YOUR GOAL: Which of the lines below contain the string "EnvFilter"? Pull each one out of the data.

RECORDED INFORMATION:
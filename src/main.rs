use clap::Parser;
use std::process::ExitCode;
use tidyplan::cli::{Cli, run_cli};
use tidyplan::output::OutputFormatter;
use tracing_subscriber::EnvFilter;

fn main() -> ExitCode {
    tracing_subscriber::fmt()
        .with_env_filter(
            EnvFilter::try_from_default_env().unwrap_or_else(|_| EnvFilter::new("warn")),
        )
        .with_writer(std::io::stderr)
        .init();

    let cli = Cli::parse();
    let out = OutputFormatter::new(cli.quiet);

    match run_cli(cli) {
        Ok(code) => code,
        Err(e) => {
            out.error(&format!("Error: {:#}", e));
            ExitCode::FAILURE
        }
    }
}
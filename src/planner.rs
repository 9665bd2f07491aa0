//! Move plan generation.
//!
//! Turns a [`ScanResult`] into an ordered list of moves into
//! `target_base/<category>/<name>`. Destination names are made unique
//! against each other and against whatever already exists on disk when the
//! plan is generated. The apply step re-checks every destination, since the
//! filesystem can change in between.

use crate::checksum::Checksum;
use crate::file_category::CategoryMap;
use crate::relocate::is_occupied;
use crate::scanner::ScanResult;
use crate::timestamp;
use chrono::{DateTime, Utc};
use serde::{Deserialize, Serialize};
use std::collections::HashSet;
use std::io;
use std::path::{Path, PathBuf};
use thiserror::Error;
use tracing::debug;

/// Action of a planned operation. Only moves exist today.
#[derive(Debug, Clone, Copy, Default, PartialEq, Eq, Serialize, Deserialize)]
#[serde(rename_all = "lowercase")]
pub enum Action {
    #[default]
    Move,
}

/// One planned move.
#[derive(Debug, Clone, PartialEq, Serialize, Deserialize)]
pub struct MoveOperation {
    #[serde(default)]
    pub action: Action,
    pub source: PathBuf,
    #[serde(rename = "target")]
    pub destination: PathBuf,
    pub category: String,
    pub size: u64,
    #[serde(default, skip_serializing_if = "Option::is_none")]
    pub sha256: Option<Checksum>,
}

/// Aggregate statistics of a plan.
#[derive(Debug, Clone, Default, PartialEq, Eq, Serialize, Deserialize)]
pub struct PlanStats {
    pub total_moves: usize,
    pub by_category: CategoryMap<usize>,
}

/// An ordered set of moves, generated before anything is touched.
#[derive(Debug, Clone, PartialEq, Serialize, Deserialize)]
pub struct MovePlan {
    #[serde(deserialize_with = "timestamp::deserialize")]
    pub created_at: DateTime<Utc>,
    pub source_directory: PathBuf,
    /// Absolute directory the category folders live in.
    pub target_base: PathBuf,
    pub operations: Vec<MoveOperation>,
    pub stats: PlanStats,
}

#[derive(Debug, Error)]
pub enum PlanError {
    #[error("Invalid target directory {}: {source}", path.display())]
    InvalidTarget { path: PathBuf, source: io::Error },
}

/// Generates a move plan for every file in `scan`.
///
/// Categories are visited in the order they appear in the scan, and files in
/// their scan order. Empty categories produce no operations.
///
/// # Examples
///
/// ```no_run
/// use tidyplan::file_category::CategoryTable;
/// use tidyplan::planner::generate_plan;
/// use tidyplan::scanner::Scanner;
/// use std::path::Path;
///
/// let table = CategoryTable::default();
/// let scan = Scanner::new(&table).scan(Path::new("/home/me/Downloads")).unwrap();
/// let plan = generate_plan(&scan, Path::new("/home/me/Downloads/Organized")).unwrap();
/// println!("{} files to move", plan.stats.total_moves);
/// ```
pub fn generate_plan(scan: &ScanResult, target_base: &Path) -> Result<MovePlan, PlanError> {
    let target_base = std::path::absolute(target_base).map_err(|e| PlanError::InvalidTarget {
        path: target_base.to_path_buf(),
        source: e,
    })?;

    let mut reserved = HashSet::new();
    let mut operations = Vec::new();
    let mut stats = PlanStats::default();

    for (category, records) in scan.files.iter() {
        if records.is_empty() {
            continue;
        }

        let category_dir = target_base.join(category);
        stats.by_category.insert(category, records.len());

        for record in records {
            let destination = unique_destination(&category_dir, &record.name, &mut reserved);
            operations.push(MoveOperation {
                action: Action::Move,
                source: record.path.clone(),
                destination,
                category: category.to_string(),
                size: record.size,
                sha256: record.sha256.clone(),
            });
        }
    }

    stats.total_moves = operations.len();
    Ok(MovePlan {
        created_at: Utc::now(),
        source_directory: scan.directory.clone(),
        target_base,
        operations,
        stats,
    })
}

/// Picks `dir/name`, or `dir/<stem>_<n><ext>` with the lowest free `n`, and
/// reserves it.
fn unique_destination(dir: &Path, name: &str, reserved: &mut HashSet<PathBuf>) -> PathBuf {
    let is_free = |path: &Path, reserved: &HashSet<PathBuf>| {
        !reserved.contains(path) && !is_occupied(path)
    };

    let mut candidate = dir.join(name);
    if !is_free(&candidate, reserved) {
        let original = Path::new(name);
        let stem = original
            .file_stem()
            .map(|s| s.to_string_lossy().into_owned())
            .unwrap_or_default();
        let suffix = original
            .extension()
            .map(|e| format!(".{}", e.to_string_lossy()))
            .unwrap_or_default();

        let mut counter = 1u64;
        loop {
            candidate = dir.join(format!("{}_{}{}", stem, counter, suffix));
            if is_free(&candidate, reserved) {
                break;
            }
            counter += 1;
        }
        debug!(
            file = name,
            destination = %candidate.display(),
            "destination taken, using numbered name"
        );
    }

    reserved.insert(candidate.clone());
    candidate
}

#[cfg(test)]
mod tests {
    use super::*;
    use crate::file_category::CategoryTable;
    use crate::scanner::{FileRecord, ScanStats, Scanner};
    use std::fs;
    use tempfile::TempDir;

    fn record(dir: &Path, name: &str, category: &str) -> FileRecord {
        FileRecord {
            name: name.to_string(),
            path: dir.join(name),
            extension: Path::new(name)
                .extension()
                .map(|e| format!(".{}", e.to_string_lossy()))
                .unwrap_or_default(),
            size: 1,
            modified: Utc::now(),
            category: category.to_string(),
            sha256: None,
        }
    }

    fn scan_of(dir: &Path, buckets: Vec<(&str, Vec<FileRecord>)>) -> ScanResult {
        let mut files = CategoryMap::new();
        for (category, records) in buckets {
            files.insert(category, records);
        }
        ScanResult {
            scan_time: Utc::now(),
            directory: dir.to_path_buf(),
            stats: ScanStats::default(),
            files,
        }
    }

    #[test]
    fn test_plan_moves_into_category_directories() {
        let temp_dir = TempDir::new().expect("Failed to create temp directory");
        let source = temp_dir.path().join("src");
        let target = temp_dir.path().join("target");
        let scan = scan_of(
            &source,
            vec![
                ("Documents", vec![record(&source, "a.pdf", "Documents")]),
                ("Images", vec![]),
                ("Other", vec![record(&source, "README", "Other")]),
            ],
        );

        let plan = generate_plan(&scan, &target).unwrap();

        assert_eq!(plan.operations.len(), 2);
        assert_eq!(
            plan.operations[0].destination,
            target.join("Documents").join("a.pdf")
        );
        assert_eq!(plan.operations[1].destination, target.join("Other").join("README"));
        assert_eq!(plan.stats.total_moves, 2);
        assert_eq!(
            plan.stats.by_category.keys().collect::<Vec<_>>(),
            vec!["Documents", "Other"]
        );
        assert_eq!(plan.target_base, target);
    }

    #[test]
    fn test_plan_suffixes_existing_destination() {
        let temp_dir = TempDir::new().expect("Failed to create temp directory");
        let source = temp_dir.path().join("src");
        let target = temp_dir.path().join("target");
        fs::create_dir_all(target.join("Documents")).unwrap();
        fs::write(target.join("Documents").join("a.pdf"), "old").unwrap();
        fs::write(target.join("Documents").join("a_1.pdf"), "old").unwrap();

        let scan = scan_of(
            &source,
            vec![(
                "Documents",
                vec![
                    record(&source, "a.pdf", "Documents"),
                    record(&source, "b.pdf", "Documents"),
                ],
            )],
        );

        let plan = generate_plan(&scan, &target).unwrap();

        assert_eq!(
            plan.operations[0].destination,
            target.join("Documents").join("a_2.pdf")
        );
        assert_eq!(
            plan.operations[1].destination,
            target.join("Documents").join("b.pdf")
        );
    }

    #[test]
    fn test_plan_destinations_unique_within_plan() {
        let temp_dir = TempDir::new().expect("Failed to create temp directory");
        let target = temp_dir.path().join("target");
        let first = temp_dir.path().join("one");
        let second = temp_dir.path().join("two");
        let scan = scan_of(
            &first,
            vec![(
                "Documents",
                vec![
                    record(&first, "same.txt", "Documents"),
                    record(&second, "same.txt", "Documents"),
                    record(&second, "same_1.txt", "Documents"),
                ],
            )],
        );

        let plan = generate_plan(&scan, &target).unwrap();
        let destinations: Vec<_> = plan.operations.iter().map(|op| &op.destination).collect();

        assert_eq!(destinations[0], &target.join("Documents").join("same.txt"));
        assert_eq!(destinations[1], &target.join("Documents").join("same_1.txt"));
        assert_eq!(destinations[2], &target.join("Documents").join("same_1_1.txt"));
        let unique: HashSet<_> = destinations.iter().collect();
        assert_eq!(unique.len(), destinations.len());
    }

    #[test]
    fn test_suffix_keeps_last_extension_only() {
        let temp_dir = TempDir::new().expect("Failed to create temp directory");
        let dir = temp_dir.path().join("Archives");
        fs::create_dir_all(&dir).unwrap();
        fs::write(dir.join("backup.tar.gz"), "x").unwrap();
        fs::write(dir.join("Makefile"), "x").unwrap();

        let mut reserved = HashSet::new();
        assert_eq!(
            unique_destination(&dir, "backup.tar.gz", &mut reserved),
            dir.join("backup.tar_1.gz")
        );
        assert_eq!(
            unique_destination(&dir, "Makefile", &mut reserved),
            dir.join("Makefile_1")
        );
    }

    #[test]
    fn test_plan_carries_size_and_checksum() {
        let temp_dir = TempDir::new().expect("Failed to create temp directory");
        let mut rec = record(temp_dir.path(), "x.zip", "Archives");
        rec.size = 42;
        rec.sha256 = Some(Checksum::Digest("abc".to_string()));
        let scan = scan_of(temp_dir.path(), vec![("Archives", vec![rec])]);

        let plan = generate_plan(&scan, &temp_dir.path().join("t")).unwrap();

        assert_eq!(plan.operations[0].size, 42);
        assert_eq!(
            plan.operations[0].sha256,
            Some(Checksum::Digest("abc".to_string()))
        );
    }

    #[test]
    fn test_plan_covers_every_scanned_file() {
        let temp_dir = TempDir::new().expect("Failed to create temp directory");
        let source = temp_dir.path().join("src");
        fs::create_dir(&source).unwrap();
        for name in ["a.pdf", "b.png", "c.mp4", "d.zip", "e.rs", "f.exe", "g.mp3", "h.bin"] {
            fs::write(source.join(name), name).unwrap();
        }

        let table = CategoryTable::default();
        let scan = Scanner::new(&table).scan(&source).unwrap();
        let plan = generate_plan(&scan, &temp_dir.path().join("target")).unwrap();

        assert_eq!(plan.operations.len(), scan.stats.total_files);
        assert_eq!(plan.stats.by_category.len(), 8);
    }

    #[test]
    fn test_plan_json_uses_target_field() {
        let temp_dir = TempDir::new().expect("Failed to create temp directory");
        let scan = scan_of(
            temp_dir.path(),
            vec![("Code", vec![record(temp_dir.path(), "main.rs", "Code")])],
        );
        let plan = generate_plan(&scan, &temp_dir.path().join("t")).unwrap();

        let value = serde_json::to_value(&plan).unwrap();
        let op = &value["operations"][0];
        assert_eq!(op["action"], "move");
        assert!(op["target"].as_str().unwrap().ends_with("main.rs"));
        assert!(op.get("sha256").is_none());
        assert_eq!(value["stats"]["total_moves"], 1);
    }
}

RESPONSE AREA:
use tracing_subscriber::EnvFilter;
            EnvFilter::try_from_default_env().unwrap_or_else(|_| EnvFilter::new("warn")),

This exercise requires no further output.